Problem details
Every line with the string "false" must be copied from the entries below.
** Supplied information follows **
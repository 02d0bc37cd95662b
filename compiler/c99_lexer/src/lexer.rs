//! The public pull-based lexer.
//!
//! A [`Lexer`] drives the raw scanner, skips trivia (whitespace and, by
//! default, `//` line comments), cooks every remaining span, and stamps
//! each token with the coordinates of its first byte. Once the sentinel is
//! reached, every further call returns the same `Eof` token.
//!
//! Coordinates are 0-based. Advancing over `\n` increments the line and
//! resets the column to zero; every other byte increments the column.

use c99_lexer_core::{RawScanner, RawTag, SourceBuffer};

use crate::cooker;
use crate::token::{Token, TokenKind};

/// Pull-based lexer over a [`SourceBuffer`].
///
/// Tokens borrow from the buffer, not from the lexer: collecting them
/// while continuing to scan is fine, but they must not outlive the buffer.
pub struct Lexer<'src> {
    scanner: RawScanner<'src>,
    source: &'src [u8],
    line: u32,
    column: u32,
}

impl<'src> Lexer<'src> {
    /// Create a lexer with `//` line-comment skipping enabled (the
    /// preprocessor normally strips comments; this default suits lexing
    /// plain source directly).
    pub fn new(buffer: &'src SourceBuffer) -> Self {
        Self::with_line_comments(buffer, true)
    }

    /// Create a lexer, choosing whether `//` comments are skipped or scan
    /// as two `/` punctuators.
    pub fn with_line_comments(buffer: &'src SourceBuffer, line_comments: bool) -> Self {
        Self {
            scanner: RawScanner::with_line_comments(buffer.cursor(), line_comments),
            source: buffer.as_bytes(),
            line: 0,
            column: 0,
        }
    }

    /// Consume and return the next token.
    ///
    /// Returns an `Eof` token at end of input, repeatedly and at stable
    /// coordinates.
    pub fn next_token(&mut self) -> Token<'src> {
        loop {
            let start = self.scanner.pos() as usize;
            let raw = self.scanner.next_token();
            let end = self.scanner.pos() as usize;

            if raw.tag.is_trivia() {
                self.advance_coords(start, end);
                continue;
            }
            if raw.tag == RawTag::Eof {
                return Token {
                    kind: TokenKind::Eof,
                    lexeme: &self.source[end..end],
                    line: self.line,
                    column: self.column,
                };
            }

            let (line, column) = (self.line, self.column);
            let lexeme = &self.source[start..end];
            self.advance_coords(start, end);
            return Token {
                kind: cooker::cook(raw.tag, lexeme),
                lexeme,
                line,
                column,
            };
        }
    }

    /// Account for consumed bytes: `\n` starts a new line at column zero,
    /// anything else widens the current line by one column.
    fn advance_coords(&mut self, start: usize, end: usize) {
        for &b in &self.source[start..end] {
            if b == b'\n' {
                self.line += 1;
                self.column = 0;
            } else {
                self.column += 1;
            }
        }
    }
}

impl<'src> Iterator for Lexer<'src> {
    type Item = Token<'src>;

    fn next(&mut self) -> Option<Token<'src>> {
        let token = self.next_token();
        if token.is_eof() {
            None
        } else {
            Some(token)
        }
    }
}

/// Tokenize an entire buffer, excluding the final `Eof`.
pub fn tokenize(buffer: &SourceBuffer) -> Vec<Token<'_>> {
    Lexer::new(buffer).collect()
}
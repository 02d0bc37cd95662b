//! End-to-end lexer tests: full-source scenarios and the lexer-wide
//! invariants (coordinates, EOF behavior, round-tripping, idempotence).

use pretty_assertions::assert_eq;

use crate::{Constant, Keyword, Lexer, Punctuator, SourceBuffer, StringLiteral, TokenKind};

// ─── Whole-program scenarios ───────────────────────────────────

#[test]
fn scenario_int_main() {
    let buf = SourceBuffer::new(b"int main(void) { return 0; }");
    let mut lexer = Lexer::new(&buf);
    let expect: &[TokenKind] = &[
        TokenKind::Keyword(Keyword::Int),
        TokenKind::Identifier(b"main"),
        TokenKind::Punctuator(Punctuator::LeftParen),
        TokenKind::Keyword(Keyword::Void),
        TokenKind::Punctuator(Punctuator::RightParen),
        TokenKind::Punctuator(Punctuator::LeftBrace),
        TokenKind::Keyword(Keyword::Return),
        TokenKind::Constant(Constant::Int(0)),
        TokenKind::Punctuator(Punctuator::Semicolon),
        TokenKind::Punctuator(Punctuator::RightBrace),
        TokenKind::Eof,
    ];
    for want in expect {
        let got = lexer.next_token();
        assert_eq!(&got.kind, want);
    }
}

#[test]
fn scenario_hex_max_is_unsigned_long_long() {
    let buf = SourceBuffer::new(b"0xFFFFFFFFFFFFFFFF");
    let tok = Lexer::new(&buf).next_token();
    assert_eq!(
        tok.kind,
        TokenKind::Constant(Constant::UnsignedLongLongInt(0xFFFF_FFFF_FFFF_FFFF))
    );
}

#[test]
fn scenario_decimal_past_int_promotes() {
    // 32-bit long: the decimal ladder promotes past `long` to `long long`.
    let buf = SourceBuffer::new(b"2147483648");
    let tok = Lexer::new(&buf).next_token();
    assert_eq!(
        tok.kind,
        TokenKind::Constant(Constant::LongLongInt(2_147_483_648))
    );
}

#[test]
fn scenario_hex_promotes_through_unsigned() {
    let buf = SourceBuffer::new(b"0x80000000");
    let tok = Lexer::new(&buf).next_token();
    assert_eq!(
        tok.kind,
        TokenKind::Constant(Constant::UnsignedInt(0x8000_0000))
    );
}

#[test]
fn scenario_leading_dot_float() {
    let buf = SourceBuffer::new(b".5e-3f");
    let tok = Lexer::new(&buf).next_token();
    assert_eq!(tok.kind, TokenKind::Constant(Constant::Float(0.5e-3)));
    assert_eq!(tok.lexeme, b".5e-3f");
}

#[test]
fn scenario_char_constants() {
    let buf = SourceBuffer::new(br"'\x41'");
    assert_eq!(
        Lexer::new(&buf).next_token().kind,
        TokenKind::Constant(Constant::Char(0x41))
    );
    let buf = SourceBuffer::new(br"L'\n'");
    assert_eq!(
        Lexer::new(&buf).next_token().kind,
        TokenKind::Constant(Constant::WideChar(10))
    );
}

#[test]
fn scenario_punctuator_run() {
    let buf = SourceBuffer::new(b">>= <<= ... -> ++");
    let kinds: Vec<_> = Lexer::new(&buf).map(|t| t.kind).collect();
    assert_eq!(
        kinds,
        vec![
            TokenKind::Punctuator(Punctuator::ShrEqual),
            TokenKind::Punctuator(Punctuator::ShlEqual),
            TokenKind::Punctuator(Punctuator::Ellipsis),
            TokenKind::Punctuator(Punctuator::Arrow),
            TokenKind::Punctuator(Punctuator::PlusPlus),
        ]
    );
}

#[test]
fn scenario_bad_octal() {
    let buf = SourceBuffer::new(b"08");
    let tok = Lexer::new(&buf).next_token();
    assert_eq!(
        tok.kind,
        TokenKind::Invalid("non-octal digit in octal constant")
    );
    assert_eq!(tok.lexeme, b"08");
}

#[test]
fn scenario_multiple_dots() {
    let buf = SourceBuffer::new(b"1.2.3");
    let tok = Lexer::new(&buf).next_token();
    assert_eq!(
        tok.kind,
        TokenKind::Invalid("multiple decimal points in number")
    );
    assert_eq!(tok.lexeme, b"1.2.3");
}

#[test]
fn scenario_hex_float_without_exponent() {
    let buf = SourceBuffer::new(b"0x1.5");
    let tok = Lexer::new(&buf).next_token();
    assert_eq!(
        tok.kind,
        TokenKind::Invalid("hexadecimal floating point requires binary exponent")
    );
}

#[test]
fn unterminated_string_is_invalid() {
    let buf = SourceBuffer::new(b"\"abc");
    let tok = Lexer::new(&buf).next_token();
    assert_eq!(tok.kind, TokenKind::Invalid("unterminated string literal"));
    assert_eq!(tok.lexeme, b"\"abc");
}

// ─── Coordinates ───────────────────────────────────────────────

#[test]
fn line_and_column_tracking() {
    let buf = SourceBuffer::new(b"int x;\n  y = 2;");
    let coords: Vec<(u32, u32)> = Lexer::new(&buf).map(|t| (t.line, t.column)).collect();
    assert_eq!(
        coords,
        vec![(0, 0), (0, 4), (0, 5), (1, 2), (1, 4), (1, 6), (1, 7)]
    );
}

#[test]
fn token_coordinates_point_past_trivia() {
    let buf = SourceBuffer::new(b"\n\n   x");
    let tok = Lexer::new(&buf).next_token();
    assert_eq!((tok.line, tok.column), (2, 3));
}

#[test]
fn comment_skipping_and_coordinates() {
    let buf = SourceBuffer::new(b"x // comment\ny");
    let mut lexer = Lexer::new(&buf);
    let x = lexer.next_token();
    let y = lexer.next_token();
    assert_eq!((x.line, x.column), (0, 0));
    assert_eq!(y.kind, TokenKind::Identifier(&b"y"[..]));
    assert_eq!((y.line, y.column), (1, 0));
}

#[test]
fn comments_disabled_yields_slashes() {
    let buf = SourceBuffer::new(b"//x");
    let mut lexer = Lexer::with_line_comments(&buf, false);
    assert_eq!(
        lexer.next_token().kind,
        TokenKind::Punctuator(Punctuator::Slash)
    );
    assert_eq!(
        lexer.next_token().kind,
        TokenKind::Punctuator(Punctuator::Slash)
    );
    assert_eq!(lexer.next_token().kind, TokenKind::Identifier(&b"x"[..]));
}

#[test]
fn position_monotonicity() {
    let buf = SourceBuffer::new(b"a b\nc 1.5 'x' \"s\"\n\n  @ d");
    let mut lexer = Lexer::new(&buf);
    let mut prev = (0u32, 0u32);
    loop {
        let tok = lexer.next_token();
        assert!(
            (tok.line, tok.column) >= prev,
            "coordinates went backwards: {prev:?} -> {:?}",
            (tok.line, tok.column)
        );
        prev = (tok.line, tok.column);
        if tok.is_eof() {
            break;
        }
    }
}

// ─── EOF behavior ──────────────────────────────────────────────

#[test]
fn eof_is_a_sink_with_stable_coordinates() {
    let buf = SourceBuffer::new(b"x\n  ");
    let mut lexer = Lexer::new(&buf);
    let _ = lexer.next_token();
    let first_eof = lexer.next_token();
    assert!(first_eof.is_eof());
    for _ in 0..3 {
        let again = lexer.next_token();
        assert!(again.is_eof());
        assert_eq!(
            (again.line, again.column),
            (first_eof.line, first_eof.column)
        );
    }
}

#[test]
fn empty_source_is_immediately_eof() {
    let buf = SourceBuffer::new(b"");
    let mut lexer = Lexer::new(&buf);
    let tok = lexer.next_token();
    assert!(tok.is_eof());
    assert_eq!((tok.line, tok.column), (0, 0));
    assert_eq!(tok.lexeme, b"");
}

// ─── Lexeme containment & round-trip ───────────────────────────

#[test]
fn lexemes_are_views_into_the_source() {
    let source: &[u8] = b"int x = 0x41; // end";
    let buf = SourceBuffer::new(source);
    let range = buf.as_bytes().as_ptr_range();
    for tok in Lexer::new(&buf) {
        assert!(range.contains(&tok.lexeme.as_ptr()));
        assert!(tok.lexeme.len() <= source.len());
    }
}

#[test]
fn relexing_a_lexeme_reproduces_the_token() {
    let source: &[u8] = b"int main2(void) { return 0x1F + 'a' - \"str\" * 1.5e3f; }";
    let buf = SourceBuffer::new(source);
    for tok in Lexer::new(&buf) {
        let isolated = SourceBuffer::new(tok.lexeme);
        let mut again = Lexer::new(&isolated);
        let relexed = again.next_token();
        assert_eq!(relexed.kind, tok.kind);
        assert_eq!(relexed.lexeme, tok.lexeme);
        assert!(again.next_token().is_eof());
    }
}

#[test]
fn identical_inputs_lex_identically() {
    let source: &[u8] = b"while (i <= 10) { a[i] <<= 2, i++; }";
    let buf_a = SourceBuffer::new(source);
    let buf_b = SourceBuffer::new(source);
    let first: Vec<_> = Lexer::new(&buf_a).collect();
    let second: Vec<_> = Lexer::new(&buf_b).collect();
    assert_eq!(first, second);
}

// ─── Recovery ──────────────────────────────────────────────────

#[test]
fn lexing_continues_after_invalid_tokens() {
    let buf = SourceBuffer::new(b"x @ 08 $ y");
    let kinds: Vec<_> = Lexer::new(&buf).map(|t| t.kind).collect();
    assert_eq!(
        kinds,
        vec![
            TokenKind::Identifier(&b"x"[..]),
            TokenKind::Invalid("invalid character sequence"),
            TokenKind::Invalid("non-octal digit in octal constant"),
            TokenKind::Invalid("invalid character sequence"),
            TokenKind::Identifier(&b"y"[..]),
        ]
    );
}

#[test]
fn invalid_tokens_carry_their_lexeme() {
    let buf = SourceBuffer::new(b"1.2.3 rest");
    let toks: Vec<_> = Lexer::new(&buf).collect();
    assert_eq!(toks[0].lexeme, b"1.2.3");
    assert_eq!(toks[1].lexeme, b"rest");
}

// ─── Wide literals through the full pipeline ───────────────────

#[test]
fn wide_string_and_identifier_ambiguity() {
    let buf = SourceBuffer::new(b"L \"s\" L\"s\" Lx");
    let kinds: Vec<_> = Lexer::new(&buf).map(|t| t.kind).collect();
    assert!(matches!(kinds[0], TokenKind::Identifier(b"L")));
    assert!(matches!(
        kinds[1],
        TokenKind::StringLiteral(StringLiteral::Narrow(_))
    ));
    assert!(matches!(
        kinds[2],
        TokenKind::StringLiteral(StringLiteral::Wide(_))
    ));
    assert!(matches!(kinds[3], TokenKind::Identifier(b"Lx")));
}
//! Zero-cost cursor over a sentinel-terminated buffer.
//!
//! The cursor advances through the buffer byte-by-byte. End-of-input is
//! detected when the current byte equals the sentinel (`0x00`). No explicit
//! bounds checking is performed in the common case — the sentinel guarantees
//! safe termination, and the cache-line padding guarantees safe lookahead.
//!
//! The cursor tracks byte offsets only. Line/column bookkeeping belongs to
//! the cooking layer, which sees every consumed span exactly once.

/// Zero-cost cursor over a sentinel-terminated byte buffer.
///
/// Created via [`SourceBuffer::cursor()`](crate::SourceBuffer::cursor).
/// The cursor is [`Copy`], enabling cheap state snapshots for backtracking.
///
/// # Invariant
///
/// `buf` must be sentinel-terminated: `buf[source_len] == 0x00`, and all
/// bytes after `source_len` are `0x00` (cache-line padding). This is
/// guaranteed by [`SourceBuffer`](crate::SourceBuffer) construction. The
/// cursor position never exceeds `source_len`: advancing at the sentinel
/// is a no-op.
#[derive(Clone, Copy, Debug)]
pub struct Cursor<'a> {
    /// Sentinel-terminated buffer (source + sentinel + padding).
    buf: &'a [u8],
    /// Current read position (byte index into `buf`).
    pos: u32,
    /// Length of actual source content (excludes sentinel and padding).
    source_len: u32,
}

/// Size assertion: Cursor should be <= 24 bytes on 64-bit platforms.
/// &[u8] = 16 (fat pointer), u32 = 4, u32 = 4 => 24 bytes.
const _: () = assert!(std::mem::size_of::<Cursor<'static>>() <= 24);

impl<'a> Cursor<'a> {
    /// Create a new cursor at position 0 over a sentinel-terminated buffer.
    ///
    /// # Contract
    ///
    /// `buf[source_len]` must be `0x00` (sentinel). All bytes after the
    /// sentinel must also be `0x00` (padding). This is guaranteed by
    /// `SourceBuffer::new()`.
    pub(crate) fn new(buf: &'a [u8], source_len: u32) -> Self {
        debug_assert!(
            (source_len as usize) < buf.len(),
            "sentinel must be within buffer bounds"
        );
        debug_assert!(buf[source_len as usize] == 0, "sentinel byte must be 0x00");
        Self {
            buf,
            pos: 0,
            source_len,
        }
    }

    /// Returns the byte at the current position.
    ///
    /// Returns `0x00` (the sentinel) at end-of-input.
    #[inline]
    pub fn current(&self) -> u8 {
        self.buf[self.pos as usize]
    }

    /// Returns the byte one position ahead of current.
    ///
    /// Safe to call at any position: the sentinel and cache-line padding
    /// guarantee valid reads beyond the source content, returning `0x00`.
    #[inline]
    pub fn peek(&self) -> u8 {
        self.buf[self.pos as usize + 1]
    }

    /// Returns the byte two positions ahead of current.
    #[inline]
    pub fn peek2(&self) -> u8 {
        self.buf[self.pos as usize + 2]
    }

    /// Returns the byte `n` positions ahead of current (`peek_n(0)` is
    /// `current()`).
    ///
    /// Positions past the padded region return `0x00`, preserving the
    /// sentinel illusion for arbitrary lookahead.
    #[inline]
    pub fn peek_n(&self, n: u32) -> u8 {
        self.buf
            .get(self.pos as usize + n as usize)
            .copied()
            .unwrap_or(0)
    }

    /// Advance the cursor by one byte.
    ///
    /// Saturates at the sentinel: advancing at end-of-input is a no-op.
    #[inline]
    pub fn advance(&mut self) {
        if self.pos < self.source_len {
            self.pos += 1;
        }
    }

    /// Advance the cursor by `n` bytes, saturating at the sentinel.
    #[inline]
    pub fn advance_n(&mut self, n: u32) {
        self.pos = (self.pos + n).min(self.source_len);
    }

    /// Returns `true` if the cursor has reached the sentinel.
    #[inline]
    pub fn is_at_end(&self) -> bool {
        self.pos >= self.source_len
    }

    /// Current byte offset in the source.
    #[inline]
    pub fn pos(&self) -> u32 {
        self.pos
    }

    /// Length of the source content (excludes sentinel and padding).
    #[inline]
    pub fn source_len(&self) -> u32 {
        self.source_len
    }

    /// Extract a source sub-slice.
    ///
    /// `start..end` must fall within the source content.
    pub fn slice(&self, start: u32, end: u32) -> &'a [u8] {
        debug_assert!(
            end <= self.source_len,
            "slice end {end} exceeds source length {}",
            self.source_len
        );
        debug_assert!(start <= end, "slice start {start} exceeds end {end}");
        &self.buf[start as usize..end as usize]
    }

    /// Extract a source sub-slice from `start` to the current position.
    pub fn slice_from(&self, start: u32) -> &'a [u8] {
        self.slice(start, self.pos)
    }

    /// Advance while `pred` returns `true` for the current byte.
    ///
    /// # Contract
    ///
    /// `pred(0)` must return `false`, so the sentinel terminates the loop.
    /// This holds for all standard byte classification predicates.
    #[inline]
    pub fn eat_while(&mut self, pred: impl Fn(u8) -> bool) {
        while pred(self.buf[self.pos as usize]) {
            self.pos += 1;
        }
    }

    /// Advance past whitespace (`isspace`: space, tab, newline, vertical
    /// tab, form feed, carriage return).
    ///
    /// A simple byte loop: whitespace runs between tokens are short (1-4
    /// bytes typical), and the sentinel terminates scanning naturally.
    #[inline]
    pub fn eat_whitespace(&mut self) {
        loop {
            let b = self.buf[self.pos as usize];
            if matches!(b, b' ' | b'\t' | b'\n' | 0x0B | 0x0C | b'\r') {
                self.pos += 1;
            } else {
                break;
            }
        }
    }

    /// Advance to the next `\n` byte or end-of-input using SIMD-accelerated
    /// search.
    ///
    /// Used by the comment scanner to skip comment bodies. Scans only
    /// within source content. If no newline is found, the cursor lands on
    /// the sentinel.
    #[allow(
        clippy::cast_possible_truncation,
        reason = "remaining.len() <= source_len which fits in u32"
    )]
    pub fn eat_line(&mut self) {
        let remaining = &self.buf[self.pos as usize..self.source_len as usize];
        if let Some(offset) = memchr::memchr(b'\n', remaining) {
            self.pos += offset as u32;
        } else {
            self.pos = self.source_len;
        }
    }

    /// Advance past ordinary string-literal content to the next interesting
    /// byte. Returns the byte found, or 0 at end-of-input.
    ///
    /// "Interesting" bytes for strings: `"`, `\`, `\n`. Uses memchr3 for
    /// SIMD-accelerated search.
    #[allow(
        clippy::cast_possible_truncation,
        reason = "remaining.len() <= source_len which fits in u32"
    )]
    pub fn skip_to_string_delim(&mut self) -> u8 {
        let remaining = &self.buf[self.pos as usize..self.source_len as usize];
        if let Some(off) = memchr::memchr3(b'"', b'\\', b'\n', remaining) {
            self.pos += off as u32;
            self.buf[self.pos as usize]
        } else {
            self.pos = self.source_len;
            0
        }
    }

    /// Advance past ordinary character-literal content to the next `'` or
    /// `\`. Returns the byte found, or 0 at end-of-input.
    #[allow(
        clippy::cast_possible_truncation,
        reason = "remaining.len() <= source_len which fits in u32"
    )]
    pub fn skip_to_char_delim(&mut self) -> u8 {
        let remaining = &self.buf[self.pos as usize..self.source_len as usize];
        if let Some(off) = memchr::memchr2(b'\'', b'\\', remaining) {
            self.pos += off as u32;
            self.buf[self.pos as usize]
        } else {
            self.pos = self.source_len;
            0
        }
    }
}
** End of Supplied information **
Your response
    let mut lexer = Lexer::with_line_comments(&buf, false);
    /// `pred(0)` must return `false`, so the sentinel terminates the loop.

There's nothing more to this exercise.